Le directeur de la BNU est fait officier de la Légion d'honneur en 1948. Les chantiers d'après-guerre au sein de la bibliothèque sont achevés pour la plupart lorsqu'il prend sa retraite le 30 avril 1950[17]. Maurice Piquard lui succède à la tête de l'institution. Ernest Wickersheimer demeure membre du conseil d'administration de la BNU jusqu'à sa mort le 6 août 1965[15].
Comme historien de la médecine, Ernest Wickersheimer a été membre de plusieurs sociétés savantes françaises, allemandes, belges, britanniques, cubaines, néerlandaises, suédoises et suisses[15].
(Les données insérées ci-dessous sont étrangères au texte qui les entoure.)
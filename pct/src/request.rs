//! # Transaction Requests & Input Specs
//!
//! The read-only inputs to the builder: what the coordinator intends to pay
//! ([`Payment`], [`TransactionRequest`]) and which transparent coins fund it
//! ([`TransparentInputSpec`]). [`TransparentOutputSpec`] exists only for
//! expected-change assertions handed to the verifier.
//!
//! Requests are plain value data, not handles — proposing from a request
//! does not consume it, and the same request is re-used later as the
//! verifier's source of truth.

use serde::{Deserialize, Serialize};

use crate::config::{Network, PUBKEY_LENGTH, TXID_LENGTH};

// ---------------------------------------------------------------------------
// Payment
// ---------------------------------------------------------------------------

/// A single intended payment to one recipient.
///
/// The address string decides the pool: a transparent address becomes a
/// public output, a shielded address becomes a shielded action. Amounts are
/// atomic units and must be positive (enforced at proposal time).
#[derive(Debug, Clone, PartialEq, Eq, Serialize, Deserialize)]
pub struct Payment {
    /// Recipient address string (either pool).
    pub address: String,
    /// Amount in atomic units. Must be > 0.
    pub amount: u64,
    /// Optional memo, at most 512 bytes. Only meaningful for shielded
    /// recipients; carried as plaintext until finalization seals it.
    pub memo: Option<Vec<u8>>,
    /// Optional human label for the recipient. Diagnostic only.
    pub label: Option<String>,
    /// Optional free-form message. Diagnostic only.
    pub message: Option<String>,
}

impl Payment {
    /// Create a payment with no memo, label, or message.
    pub fn new(address: impl Into<String>, amount: u64) -> Self {
        Self {
            address: address.into(),
            amount,
            memo: None,
            label: None,
            message: None,
        }
    }

    /// Attach a memo.
    pub fn with_memo(mut self, memo: Vec<u8>) -> Self {
        self.memo = Some(memo);
        self
    }

    /// Attach a label.
    pub fn with_label(mut self, label: impl Into<String>) -> Self {
        self.label = Some(label.into());
        self
    }

    /// Attach a message.
    pub fn with_message(mut self, message: impl Into<String>) -> Self {
        self.message = Some(message.into());
        self
    }
}

// ---------------------------------------------------------------------------
// TransactionRequest
// ---------------------------------------------------------------------------

/// An immutable description of intended payments plus network parameters.
///
/// `target_height` and the network selection must be set before the request
/// is handed to the builder; they feed the consensus branch id that every
/// signature hash commits to.
#[derive(Debug, Clone, PartialEq, Eq, Serialize, Deserialize)]
pub struct TransactionRequest {
    /// The intended payments, in request order. Order has no effect on
    /// validity; it only drives diagnostic numbering.
    pub payments: Vec<Payment>,
    /// Block height the transaction targets. Selects the ruleset.
    pub target_height: u32,
    /// Which network's parameters apply.
    pub network: Network,
}

impl TransactionRequest {
    /// Create a request for the given payments, defaulting to testnet
    /// parameters at height 0.
    pub fn new(payments: Vec<Payment>) -> Self {
        Self {
            payments,
            target_height: 0,
            network: Network::Testnet,
        }
    }

    /// Set the target height.
    pub fn with_target_height(mut self, height: u32) -> Self {
        self.target_height = height;
        self
    }

    /// Select the network parameter set.
    pub fn with_network(mut self, network: Network) -> Self {
        self.network = network;
        self
    }

    /// Select mainnet or testnet parameters from a flag, for callers whose
    /// environment expresses the choice as a boolean.
    pub fn use_mainnet_params(self, mainnet: bool) -> Self {
        self.with_network(if mainnet {
            Network::Mainnet
        } else {
            Network::Testnet
        })
    }

    /// Sum of all payment amounts. Saturating; the builder re-sums with
    /// overflow checking before trusting the value.
    pub fn total_amount(&self) -> u64 {
        self.payments
            .iter()
            .fold(0u64, |acc, p| acc.saturating_add(p.amount))
    }
}

// ---------------------------------------------------------------------------
// Input / output specs
// ---------------------------------------------------------------------------

/// One transparent coin the caller has chosen to spend.
///
/// The builder performs no coin selection: the supplied specs are converted
/// 1:1 into transaction inputs.
#[derive(Debug, Clone, PartialEq, Eq)]
pub struct TransparentInputSpec {
    /// Compressed public key able to satisfy `script_pubkey`.
    pub pubkey: [u8; PUBKEY_LENGTH],
    /// Txid of the transaction that created the coin.
    pub prev_txid: [u8; TXID_LENGTH],
    /// Output index within that transaction.
    pub prev_index: u32,
    /// Coin value in atomic units.
    pub value: u64,
    /// The script the coin is locked with.
    pub script_pubkey: Vec<u8>,
}

/// An expected transparent change output, asserted to the verifier.
#[derive(Debug, Clone, PartialEq, Eq)]
pub struct TransparentOutputSpec {
    /// The change script the caller expects.
    pub script_pubkey: Vec<u8>,
    /// The change value the caller expects.
    pub value: u64,
}

// ---------------------------------------------------------------------------
// Tests
// ---------------------------------------------------------------------------
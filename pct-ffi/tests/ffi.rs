//! Integration tests for the C ABI surface.
//!
//! These drive the exported functions exactly as a C caller would: raw
//! pointers in, result codes out, explicit frees, and the thread-local
//! last-error message checked after failures. Fixture addresses are built
//! with the core library since a C harness would receive them as strings
//! anyway.

use std::ffi::CString;
use std::os::raw::c_char;
use std::ptr;

use pct::address::TransparentAddress;
use pct::config::Network;
use pct_ffi::*;

// ---------------------------------------------------------------------------
// Test Helpers
// ---------------------------------------------------------------------------

fn t_addr(seed: u8) -> CString {
    let addr = TransparentAddress::from_pubkey(&[seed; 33], Network::Testnet).encode();
    CString::new(addr).unwrap()
}

fn payment(address: &CString, amount: u64) -> PctPayment {
    PctPayment {
        address: address.as_ptr(),
        amount,
        memo: ptr::null(),
        memo_len: 0,
        label: ptr::null(),
        message: ptr::null(),
    }
}

fn input(seed: u8, value: u64, script: &[u8]) -> PctTransparentInput {
    PctTransparentInput {
        pubkey: [seed; 33],
        prev_txid: [seed; 32],
        prev_index: 0,
        value,
        script_pubkey: script.as_ptr(),
        script_pubkey_len: script.len(),
    }
}

fn last_error() -> String {
    let mut buf = vec![0 as c_char; 512];
    let code = unsafe { pct_last_error_message(buf.as_mut_ptr(), buf.len()) };
    assert_eq!(code, PctResultCode::Success);
    let bytes: Vec<u8> = buf
        .iter()
        .take_while(|&&c| c != 0)
        .map(|&c| c as u8)
        .collect();
    String::from_utf8(bytes).unwrap()
}

/// Builds a request for one 50_000 payment and returns its handle.
fn make_request(address: &CString) -> *mut PctRequestHandle {
    let payments = [payment(address, 50_000)];
    let mut request = ptr::null_mut();
    let code = unsafe { pct_request_new(payments.as_ptr(), payments.len(), &mut request) };
    assert_eq!(code, PctResultCode::Success);
    assert!(!request.is_null());
    request
}

/// Proposes and proves a single-input PCT, returning the proved handle.
fn make_proved(request: *mut PctRequestHandle) -> *mut PctHandle {
    let script = [0x76u8, 0xa9, 0x14, 0x01, 0x88, 0xac];
    let inputs = [input(1, 200_000, &script)];

    let mut proposed = ptr::null_mut();
    let code = unsafe {
        pct_propose(
            inputs.as_ptr(),
            inputs.len(),
            request,
            ptr::null(),
            &mut proposed,
        )
    };
    assert_eq!(code, PctResultCode::Success);

    let mut proved = ptr::null_mut();
    let code = unsafe { pct_prove(proposed, &mut proved) };
    assert_eq!(code, PctResultCode::Success);
    proved
}

// ---------------------------------------------------------------------------
// Lifecycle through the ABI
// ---------------------------------------------------------------------------

#[test]
fn full_lifecycle_through_the_abi() {
    let address = t_addr(0x03);
    let request = make_request(&address);
    unsafe {
        assert_eq!(
            pct_request_set_target_height(request, 1_000),
            PctResultCode::Success
        );
        assert_eq!(
            pct_request_set_mainnet(request, false),
            PctResultCode::Success
        );
    }

    let proved = make_proved(request);

    // Audit before signing.
    let code = unsafe { pct_verify_before_signing(proved, request, ptr::null(), 0) };
    assert_eq!(code, PctResultCode::Success);

    // Sighash out, signature in.
    let mut sighash = [0u8; 32];
    let code = unsafe { pct_get_sighash(proved, 0, &mut sighash) };
    assert_eq!(code, PctResultCode::Success);
    assert_ne!(sighash, [0u8; 32]);

    let signature = [0x11u8; 64];
    let mut signed = ptr::null_mut();
    let code = unsafe {
        pct_append_signature(proved, 0, signature.as_ptr(), signature.len(), &mut signed)
    };
    assert_eq!(code, PctResultCode::Success);

    // Round trip through the codec.
    let mut bytes = ptr::null_mut();
    let mut bytes_len = 0usize;
    let code = unsafe { pct_serialize(signed, &mut bytes, &mut bytes_len) };
    assert_eq!(code, PctResultCode::Success);
    assert!(bytes_len > 0);

    let mut reparsed = ptr::null_mut();
    let code = unsafe { pct_parse(bytes, bytes_len, &mut reparsed) };
    assert_eq!(code, PctResultCode::Success);
    unsafe { pct_bytes_free(bytes, bytes_len) };

    // Finalize the reparsed copy; free the original handle explicitly.
    let mut tx_bytes = ptr::null_mut();
    let mut tx_len = 0usize;
    let code = unsafe { pct_finalize_and_extract(reparsed, &mut tx_bytes, &mut tx_len) };
    assert_eq!(code, PctResultCode::Success);
    assert!(tx_len > 0);

    unsafe {
        pct_bytes_free(tx_bytes, tx_len);
        pct_free(signed);
        pct_request_free(request);
    }
}

#[test]
fn combine_through_the_abi() {
    let address = t_addr(0x03);
    let request = make_request(&address);
    let proved = make_proved(request);

    // Two independent copies via the codec.
    let mut bytes = ptr::null_mut();
    let mut bytes_len = 0usize;
    unsafe {
        assert_eq!(
            pct_serialize(proved, &mut bytes, &mut bytes_len),
            PctResultCode::Success
        );
    }
    let mut copy_a = ptr::null_mut();
    let mut copy_b = ptr::null_mut();
    unsafe {
        assert_eq!(pct_parse(bytes, bytes_len, &mut copy_a), PctResultCode::Success);
        assert_eq!(pct_parse(bytes, bytes_len, &mut copy_b), PctResultCode::Success);
        pct_bytes_free(bytes, bytes_len);
    }

    // Sign the single input on copy A only; combine with the unsigned B.
    let signature = [0x22u8; 64];
    let mut signed_a = ptr::null_mut();
    unsafe {
        assert_eq!(
            pct_append_signature(copy_a, 0, signature.as_ptr(), signature.len(), &mut signed_a),
            PctResultCode::Success
        );
    }

    let handles = [signed_a, copy_b];
    let mut merged = ptr::null_mut();
    let code = unsafe { pct_combine(handles.as_ptr(), handles.len(), &mut merged) };
    assert_eq!(code, PctResultCode::Success);

    let mut tx_bytes = ptr::null_mut();
    let mut tx_len = 0usize;
    let code = unsafe { pct_finalize_and_extract(merged, &mut tx_bytes, &mut tx_len) };
    assert_eq!(code, PctResultCode::Success);

    unsafe {
        pct_bytes_free(tx_bytes, tx_len);
        pct_free(proved);
        pct_request_free(request);
    }
}

// ---------------------------------------------------------------------------
// Taxonomy mapping
// ---------------------------------------------------------------------------

#[test]
fn result_codes_match_the_published_taxonomy() {
    assert_eq!(PctResultCode::Success as i32, 0);
    assert_eq!(PctResultCode::NullPointer as i32, 1);
    assert_eq!(PctResultCode::InvalidEncoding as i32, 2);
    assert_eq!(PctResultCode::BufferTooSmall as i32, 3);
    assert_eq!(PctResultCode::Proposal as i32, 10);
    assert_eq!(PctResultCode::Prover as i32, 11);
    assert_eq!(PctResultCode::Verification as i32, 12);
    assert_eq!(PctResultCode::Sighash as i32, 13);
    assert_eq!(PctResultCode::Signature as i32, 14);
    assert_eq!(PctResultCode::Combine as i32, 15);
    assert_eq!(PctResultCode::Finalization as i32, 16);
    assert_eq!(PctResultCode::Parse as i32, 17);
    assert_eq!(PctResultCode::NotImplemented as i32, 99);
}

#[test]
fn null_handles_are_reported_not_crashed() {
    let mut out = ptr::null_mut();
    unsafe {
        assert_eq!(
            pct_propose(ptr::null(), 1, ptr::null(), ptr::null(), &mut out),
            PctResultCode::NullPointer
        );
        assert_eq!(pct_prove(ptr::null_mut(), &mut out), PctResultCode::NullPointer);
        assert_eq!(
            pct_parse(ptr::null(), 4, &mut out),
            PctResultCode::NullPointer
        );
        let mut sighash = [0u8; 32];
        assert_eq!(
            pct_get_sighash(ptr::null(), 0, &mut sighash),
            PctResultCode::NullPointer
        );
        // Null frees are no-ops, as with free().
        pct_free(ptr::null_mut());
        pct_request_free(ptr::null_mut());
        pct_bytes_free(ptr::null_mut(), 0);
    }
}

#[test]
fn proposal_failure_sets_a_readable_message() {
    let bad_address = CString::new("not an address").unwrap();
    let request = make_request(&bad_address);

    let script = [0x76u8];
    let inputs = [input(1, 100_000, &script)];
    let mut out = ptr::null_mut();
    let code = unsafe {
        pct_propose(inputs.as_ptr(), inputs.len(), request, ptr::null(), &mut out)
    };
    assert_eq!(code, PctResultCode::Proposal);

    let message = last_error();
    assert!(!message.is_empty());
    assert!(message.contains("invalid address"), "message: {message}");

    unsafe { pct_request_free(request) };
}

#[test]
fn signature_and_sighash_errors_map_to_their_codes() {
    let address = t_addr(0x03);
    let request = make_request(&address);
    let proved = make_proved(request);

    // Out-of-range sighash index.
    let mut sighash = [0u8; 32];
    let code = unsafe { pct_get_sighash(proved, 9, &mut sighash) };
    assert_eq!(code, PctResultCode::Sighash);
    assert!(last_error().contains("out of range"));

    // Wrong-length signature. This consumes the handle even on failure.
    let bogus = [0u8; 10];
    let mut out = ptr::null_mut();
    let code =
        unsafe { pct_append_signature(proved, 0, bogus.as_ptr(), bogus.len(), &mut out) };
    assert_eq!(code, PctResultCode::Signature);
    assert!(last_error().contains("64 bytes"));

    unsafe { pct_request_free(request) };
}

#[test]
fn parse_and_combine_errors_map_to_their_codes() {
    let garbage = [0xFFu8; 16];
    let mut out = ptr::null_mut();
    let code = unsafe { pct_parse(garbage.as_ptr(), garbage.len(), &mut out) };
    assert_eq!(code, PctResultCode::Parse);

    let code = unsafe { pct_combine(ptr::null(), 0, &mut out) };
    assert_eq!(code, PctResultCode::Combine);
    assert!(last_error().contains("no PCTs"));
}

#[test]
fn verification_failure_maps_to_its_code() {
    let address = t_addr(0x03);
    let request = make_request(&address);
    let proved = make_proved(request);

    // A different request than the one the PCT was built from.
    let other_address = t_addr(0x44);
    let other_request = make_request(&other_address);

    let code = unsafe { pct_verify_before_signing(proved, other_request, ptr::null(), 0) };
    assert_eq!(code, PctResultCode::Verification);
    assert!(last_error().contains("not found"));

    unsafe {
        pct_free(proved);
        pct_request_free(request);
        pct_request_free(other_request);
    }
}

#[test]
fn last_error_respects_small_buffers() {
    // Provoke an error with a known-long message first.
    let garbage = [0u8; 2];
    let mut out = ptr::null_mut();
    unsafe {
        assert_eq!(
            pct_parse(garbage.as_ptr(), garbage.len(), &mut out),
            PctResultCode::Parse
        );
    }

    let mut tiny = [0 as c_char; 2];
    let code = unsafe { pct_last_error_message(tiny.as_mut_ptr(), tiny.len()) };
    assert_eq!(code, PctResultCode::BufferTooSmall);
}
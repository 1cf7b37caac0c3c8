//! # Thread-Local Last-Error Channel
//!
//! FFI functions return a bare result code; the human-readable message for
//! the most recent failure is parked here, per thread, until the caller
//! copies it out. This is a best-effort diagnostic channel: read it
//! immediately after a failing call, from the same thread that made the
//! call. It is not synchronized across threads and not a substitute for
//! the directly returned code.

use std::cell::RefCell;

thread_local! {
    static LAST_ERROR: RefCell<Option<String>> = const { RefCell::new(None) };
}

/// Record the message for the most recent failure on this thread.
pub(crate) fn set_last_error(message: String) {
    LAST_ERROR.with(|slot| {
        *slot.borrow_mut() = Some(message);
    });
}

/// Read the most recent failure message, if any.
pub(crate) fn with_last_error<R>(f: impl FnOnce(Option<&str>) -> R) -> R {
    LAST_ERROR.with(|slot| f(slot.borrow().as_deref()))
}
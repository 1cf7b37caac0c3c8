// Copyright (c) 2026 the pct developers. MIT License.

//! # pct — Partially Constructed Transactions
//!
//! A library for assembling a multi-party transaction in stages, passing
//! the work-in-progress between independent parties as a single owned
//! object: the **partially constructed transaction** (PCT).
//!
//! The flow, with one role per party:
//!
//! ```text
//! inputs + request ──builder──▶ PCT (Proposed)
//!                  ──prover───▶ PCT (Proved)
//!                  ──verifier─▶ (read-only: "is this still what I asked for?")
//!                  ──signer×N─▶ PCT (PartiallySigned / Signed)
//!                  ──combiner─▶ PCT (Signed, merged from parallel copies)
//!                  ──finalizer▶ raw transaction bytes
//! ```
//!
//! Two contracts make this safe to run across process and language
//! boundaries:
//!
//! 1. **Single ownership, always consumed.** Every transforming operation
//!    takes its PCT by value and destroys it, on failure as much as on
//!    success. A caller who wants retry semantics takes a serialized
//!    backup (`Pct::serialize`, non-consuming) before the risky call.
//!    There is never a moment where two live views of one logical
//!    transaction exist by accident.
//!
//! 2. **Verify before signing.** The PCT carries plaintext output
//!    metadata until finalization so that each signer can independently
//!    check, against its own copy of the request, that the object in hand
//!    still pays what was agreed — defeating an attacker who substitutes
//!    the PCT in transit. A verification failure means *do not sign*.
//!
//! Parallel signing works by giving each signer its own copy through the
//! codec (`serialize`/`parse`) and merging the signed copies with the
//! combiner. Operations on different PCTs are fully independent; a single
//! PCT must only ever be driven from one thread at a time.
//!
//! ## Quick start
//!
//! ```no_run
//! use pct::config::Network;
//! use pct::lifecycle::builder::propose;
//! use pct::lifecycle::finalizer::finalize_and_extract;
//! use pct::lifecycle::prover::{prove, CommitmentEngine};
//! use pct::lifecycle::signer::{append_signature, get_sighash};
//! use pct::lifecycle::verifier::verify_before_signing;
//! use pct::request::{Payment, TransactionRequest, TransparentInputSpec};
//!
//! # fn sign_externally(_sighash: &[u8; 32]) -> [u8; 64] { [0; 64] }
//! # fn main() -> Result<(), pct::error::PctError> {
//! let inputs = vec![TransparentInputSpec {
//!     pubkey: [0x02; 33],
//!     prev_txid: [0xAA; 32],
//!     prev_index: 0,
//!     value: 100_000,
//!     script_pubkey: vec![0x76, 0xa9],
//! }];
//! let request = TransactionRequest::new(vec![Payment::new("tpt1...", 50_000)])
//!     .with_network(Network::Testnet)
//!     .with_target_height(2_000_000);
//!
//! let pct = propose(&inputs, &request, None)?;
//! let pct = prove(pct, &CommitmentEngine)?;
//! verify_before_signing(&pct, &request, &[])?;
//!
//! let sighash = get_sighash(&pct, 0)?;
//! let signature = sign_externally(sighash.as_bytes());
//! let pct = append_signature(pct, 0, &signature)?;
//!
//! let tx_bytes = finalize_and_extract(pct)?;
//! # let _ = tx_bytes;
//! # Ok(())
//! # }
//! ```

pub mod address;
pub mod config;
pub mod crypto;
pub mod error;
pub mod fee;
pub mod lifecycle;
pub mod request;
pub mod transaction;

pub use config::Network;
pub use error::PctError;
pub use lifecycle::builder::propose;
pub use lifecycle::combiner::combine;
pub use lifecycle::finalizer::{finalize_and_extract, txid};
pub use lifecycle::prover::{prove, CommitmentEngine, ProofEngine};
pub use lifecycle::signer::{append_signature, get_sighash};
pub use lifecycle::verifier::verify_before_signing;
pub use request::{Payment, TransactionRequest, TransparentInputSpec, TransparentOutputSpec};
pub use transaction::{Pct, PctState, ProofBundle, Sighash, Signature};
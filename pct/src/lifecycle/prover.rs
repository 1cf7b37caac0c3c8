//! # Prover — Attaching the Proof Bundle
//!
//! The proving step delegates the actual zero-knowledge work to a
//! [`ProofEngine`]. This module only sequences it: hand the engine the
//! PCT's shielded actions, attach whatever bundle it returns, and report
//! engine failures opaquely — the orchestrator does not interpret them.
//!
//! The shipped [`CommitmentEngine`] is a deterministic commitment
//! construction over the sealed actions. It stands in for a real proving
//! backend behind the same trait, which is all the lifecycle needs: the
//! bundle is a pure function of the proposal, so independently parsed
//! copies of one proposal always carry identical bundles and the combiner
//! can treat a bundle mismatch as corruption.

use tracing::debug;

use crate::crypto;
use crate::error::ProverError;
use crate::transaction::{Pct, ProofBundle};

/// The delegated proving backend.
///
/// Implementations read the PCT (notably its shielded actions) and produce
/// the opaque proof bundle. Errors are surfaced to callers unmodified.
pub trait ProofEngine {
    fn prove(&self, pct: &Pct) -> anyhow::Result<ProofBundle>;
}

/// Deterministic commitment-based engine: one 32-byte proof per shielded
/// action plus a binding digest over all of them.
#[derive(Debug, Default, Clone, Copy)]
pub struct CommitmentEngine;

impl ProofEngine for CommitmentEngine {
    fn prove(&self, pct: &Pct) -> anyhow::Result<ProofBundle> {
        let mut bundle = Vec::with_capacity(32 * (pct.actions().len() + 1));
        for action in pct.actions() {
            let proof = crypto::tagged_digest("pct action proof v1", &action.seal());
            bundle.extend_from_slice(&proof);
        }
        let binding = crypto::tagged_digest("pct binding digest v1", &bundle);
        bundle.extend_from_slice(&binding);
        Ok(ProofBundle::new(bundle))
    }
}

/// Run the proof engine and attach its bundle.
///
/// Consuming: the input PCT is moved in and destroyed whether or not the
/// engine succeeds. On success the returned PCT is in the `Proved` state.
pub fn prove(pct: Pct, engine: &dyn ProofEngine) -> Result<Pct, ProverError> {
    let mut pct = pct;
    let bundle = engine.prove(&pct).map_err(ProverError::Engine)?;
    debug!(
        id = %pct.proposal_id(),
        bundle_len = bundle.as_bytes().len(),
        "attached proof bundle"
    );
    pct.proofs = Some(bundle);
    Ok(pct)
}

// ---------------------------------------------------------------------------
// Tests
// ---------------------------------------------------------------------------

#[cfg(test)]
mod tests {
    use super::*;
    use crate::address::{ShieldedAddress, TransparentAddress};
    use crate::config::Network;
    use crate::lifecycle::builder::propose;
    use crate::request::{Payment, TransactionRequest, TransparentInputSpec};
    use crate::transaction::PctState;

    struct FailingEngine;

    impl ProofEngine for FailingEngine {
        fn prove(&self, _pct: &Pct) -> anyhow::Result<ProofBundle> {
            anyhow::bail!("proving backend unavailable")
        }
    }

    fn proposed() -> Pct {
        let inputs = [TransparentInputSpec {
            pubkey: [0x02; 33],
            prev_txid: [0xAA; 32],
            prev_index: 0,
            value: 100_000,
            script_pubkey: vec![0x76],
        }];
        let shielded = ShieldedAddress::from_receiver([0x07; 43], Network::Testnet).encode();
        let transparent =
            TransparentAddress::from_pubkey(&[0x03; 33], Network::Testnet).encode();
        let request = TransactionRequest::new(vec![
            Payment::new(shielded, 30_000),
            Payment::new(transparent, 20_000),
        ]);
        propose(&inputs, &request, None).unwrap()
    }

    #[test]
    fn prove_transitions_to_proved() {
        let pct = prove(proposed(), &CommitmentEngine).unwrap();
        assert_eq!(pct.state(), PctState::Proved);
        assert!(pct.proof_bundle().is_some());
    }

    #[test]
    fn bundle_is_deterministic_per_proposal() {
        let a = prove(proposed(), &CommitmentEngine).unwrap();
        let b = prove(proposed(), &CommitmentEngine).unwrap();
        assert_eq!(a.proof_bundle(), b.proof_bundle());
    }

    #[test]
    fn bundle_covers_every_action_plus_binding() {
        let pct = prove(proposed(), &CommitmentEngine).unwrap();
        // Two actions (payment + self-change) plus the binding digest.
        assert_eq!(
            pct.proof_bundle().unwrap().as_bytes().len(),
            32 * (pct.actions().len() + 1),
        );
    }

    #[test]
    fn engine_failure_is_surfaced_opaquely() {
        let err = prove(proposed(), &FailingEngine).unwrap_err();
        assert!(err.to_string().contains("proof engine failed"));
        assert!(err.to_string().contains("unavailable"));
    }

    #[test]
    fn transparent_only_proposals_still_get_a_bundle() {
        let inputs = [TransparentInputSpec {
            pubkey: [0x02; 33],
            prev_txid: [0xAA; 32],
            prev_index: 0,
            value: 100_000,
            script_pubkey: vec![0x76],
        }];
        let transparent =
            TransparentAddress::from_pubkey(&[0x03; 33], Network::Testnet).encode();
        let change = TransparentAddress::from_pubkey(&[0x04; 33], Network::Testnet).encode();
        let request = TransactionRequest::new(vec![Payment::new(transparent, 50_000)]);
        let pct = propose(&inputs, &request, Some(&change)).unwrap();
        assert!(pct.actions().is_empty());

        let proved = prove(pct, &CommitmentEngine).unwrap();
        assert_eq!(proved.state(), PctState::Proved);
        // No actions: the bundle is just the binding digest.
        assert_eq!(proved.proof_bundle().unwrap().as_bytes().len(), 32);
    }
}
Il est ainsi secrétaire général de la Société française d'histoire de la médecine de 1910 à 1919, membre du Comité des travaux historiques et scientifiques en 1927 et de la Société internationale d'histoire de la pharmacie en 1951, puis président de la Société internationale d'histoire de la médecine de 1954 à 1964. En 1964 il devient secrétaire perpétuel de l'Académie internationale d'histoire des sciences dont il est membre depuis 1930. Il fréquente également le milieu universitaire d'Allemagne de l'Ouest, intègre l'Académie des sciences et des lettres de Mayence en 1950 et l'Académie Léopoldine en 1955, puis reçoit le titre de docteur honoris causa en médecine de l'université Johann Wolfgang Goethe de Francfort-sur-le-Main en 1960. Il préside par ailleurs la Société pour la conservation des monuments historiques d'Alsace de 1947 à 1960[4].
Spécialiste de l'histoire de la médecine au Moyen Âge, notamment de l'École de médecine de Salerne, il est l'auteur de huit ouvrages et de 250 contributions dans une cinquantaine de revues scientifiques[3],[4]. Ainsi paraît le Dictionnaire biographique des médecins de France au Moyen Âge en 1936 puis Les manuscrits latins de médecine du haut Moyen Âge dans les bibliothèques de France en 1966, à titre posthume[15].